1. valve on right side has 3 cusps (tricuspid)
2. vakve on left side has 2 cusps (bicuspid)
2. A-V valves prevent backflow of blood into atria when ventricle

Contracts

1. Eversion of valves into atrium is prevented by cords

(chordae tendineae) attached to free margin of cusps and to small muscles (papillary muscles) at heart wall

3. Semilunar valves prevent backflow of blood into ventricles

Following contraction.

1. Each have 3 cusps
2. Valve on right side is pulmonary semilunar
3. Valve on left side is aortic semilunar



6. Blood Flow Through the Heart
1. Blood that circulates to the tissues returns to the heart by the cranial vena cava(forward parts of body) and caudal vena cava (blood from rear parts of body).
2. Venous blood enters the right atrium during the atrial relaxation phase of the cardiac cycle and is then directed through the tricuspid valve to the right ventricle.
3. Ventricles then contract and the blood is pumped through the pulmonary semilunar valves to pulmonary arteries and lungs
4. After circulation through the lungs the blood enters the left atrium via the pulmonary veins.
5. Blood (now oxygenated) is directed to the left ventricle where it is pumped throughout the body through aorta.
7. Blood Vessels



1. Inner aspect of the pericardium is described as the outer cell layer of the heart and is known as epicardium
2. Middle layer of heart is cardiac muscle
3. Inner layer of heart is endocardium which is continuous with the endothelium of all blood vessels.
1. endothelial cells are single-layerd squamous epithelium
1. inflammation of endocardium is endocarditis
2. inflammation of heart valve is valvular endocarditis.
4. Blood vessels provide for a continuous route for blood leaving

The heart to return to the heart.

5. arteries, arterioles, capillaries, venules, veins
1. arteries more elastic
2. small arteries have some portion of elastic tissue replaced by smooth muscle-helps to regulate blood flow to capillary beds
3. Capillaries are merely endothelial tubes



4. Where endothelial cells border each other, a thin slit

(slit pore) or intracellular cleft is provided for diffusion of dissolved substances from plasma.
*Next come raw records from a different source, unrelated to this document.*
use std::num::NonZeroU32;

use crate::error::WindowError;

/// Sizing for one [`PageWindowCache`](super::PageWindowCache).
///
/// `page_size` is what the cache asks the server for per page; `view_size`
/// is how many items a window exposes and may not exceed the page size.
#[derive(Debug, Clone, Copy, PartialEq, Eq)]
pub struct WindowConfig {
    page_size: usize,
    view_size: usize,
    bootstrap_pages: NonZeroU32,
}

impl WindowConfig {
    /// Server-enforced page cap of the catalogue API
    pub const DEFAULT_PAGE_SIZE: usize = 12;
    /// Items shown per window
    pub const DEFAULT_VIEW_SIZE: usize = 3;
    /// Pages fetched up front
    pub const DEFAULT_BOOTSTRAP_PAGES: NonZeroU32 = NonZeroU32::MIN.saturating_add(1);

    /// Sizing with the default bootstrap depth.
    pub fn new(page_size: usize, view_size: usize) -> Result<Self, WindowError> {
        if page_size == 0 {
            return Err(WindowError::InvalidConfig(
                "page size must be at least 1".to_string(),
            ));
        }
        if view_size == 0 {
            return Err(WindowError::InvalidConfig(
                "view size must be at least 1".to_string(),
            ));
        }
        if view_size > page_size {
            return Err(WindowError::InvalidConfig(format!(
                "view size {view_size} exceeds page size {page_size}"
            )));
        }
        Ok(Self {
            page_size,
            view_size,
            bootstrap_pages: Self::DEFAULT_BOOTSTRAP_PAGES,
        })
    }

    /// Number of leading pages fetched concurrently by `bootstrap()`.
    pub fn with_bootstrap_pages(
        mut self,
        pages: u32,
    ) -> Result<Self, WindowError> {
        self.bootstrap_pages = NonZeroU32::new(pages).ok_or_else(|| {
            WindowError::InvalidConfig(
                "bootstrap must fetch at least one page".to_string(),
            )
        })?;
        Ok(self)
    }

    /// Items requested per page.
    pub fn page_size(&self) -> usize {
        self.page_size
    }

    /// Items exposed per window.
    pub fn view_size(&self) -> usize {
        self.view_size
    }

    /// Pages fetched by `bootstrap()`.
    pub fn bootstrap_pages(&self) -> NonZeroU32 {
        self.bootstrap_pages
    }
}

impl Default for WindowConfig {
    fn default() -> Self {
        Self {
            page_size: Self::DEFAULT_PAGE_SIZE,
            view_size: Self::DEFAULT_VIEW_SIZE,
            bootstrap_pages: Self::DEFAULT_BOOTSTRAP_PAGES,
        }
    }
}

#[cfg(test)]
mod tests {
    use super::*;

    #[test]
    fn rejects_degenerate_sizes() {
        assert!(WindowConfig::new(0, 0).is_err());
        assert!(WindowConfig::new(12, 0).is_err());
        assert!(WindowConfig::new(2, 3).is_err());
        assert!(
            WindowConfig::default().with_bootstrap_pages(0).is_err()
        );
    }

    #[test]
    fn view_may_equal_page() {
        let config = WindowConfig::new(4, 4).unwrap();
        assert_eq!(config.view_size(), 4);
        assert_eq!(config.bootstrap_pages().get(), 2);
    }
}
5. Pinocytotic vesicles are also present in the

Endothelial cells for nutrient transfer



6. Veins are thin-walled tubes reinforced by connective

Tissue. They also contain some smooth muscle fibers

7. Valves are present in the veins at irregular intervals

that are directed towards the heart – prevents backflow







2. Blood Circulatory Systems
1. Pulmonary
1. Circulates blood through the lungs
2. Pressure for this system originates in the right ventricle
3. Capillaries for this system lie in pulmonary alveoli



2. Systemic circulation
1. Carries blood that has returned from the lungs.
2. Pressure for this system orginates in the left ventricle
3. Blood traversing this system leaves the left ventricle through the aorta and is returned to the right atrium via the venae cavae.
1. First branches of aorta supply heart muscle through coronary arteries.

 

 



 

4. Within the systemic circulation are a few portal systems.
1. Vein heading to the heart rebranches to form a capillary bed which reunite to form veins.
2. Primary example is the hepatic portal system

 

1. Veins draining viscera all empty into the liver which reforms a capillary bed (liver sinusoids)
2. This portal system permits uptake of nutrients from digestive tract at the liver for metabolism and transport to other tissues.

 

3. Also permits cleansing of blood or the removal of harmful substances (detoxification).

 



 

 

 

 

 

 

3. Lymphatic System
1. Important adjunct to the circulatory system
2. Lymphatic vessels have blind beginnings in the interstitial spaces
3. Continuation vessels of the lymphatic system tend to parallel veins.
4. Lymph vessels join with each other and eventually form a few large lymph vessels that empty directly into large veins.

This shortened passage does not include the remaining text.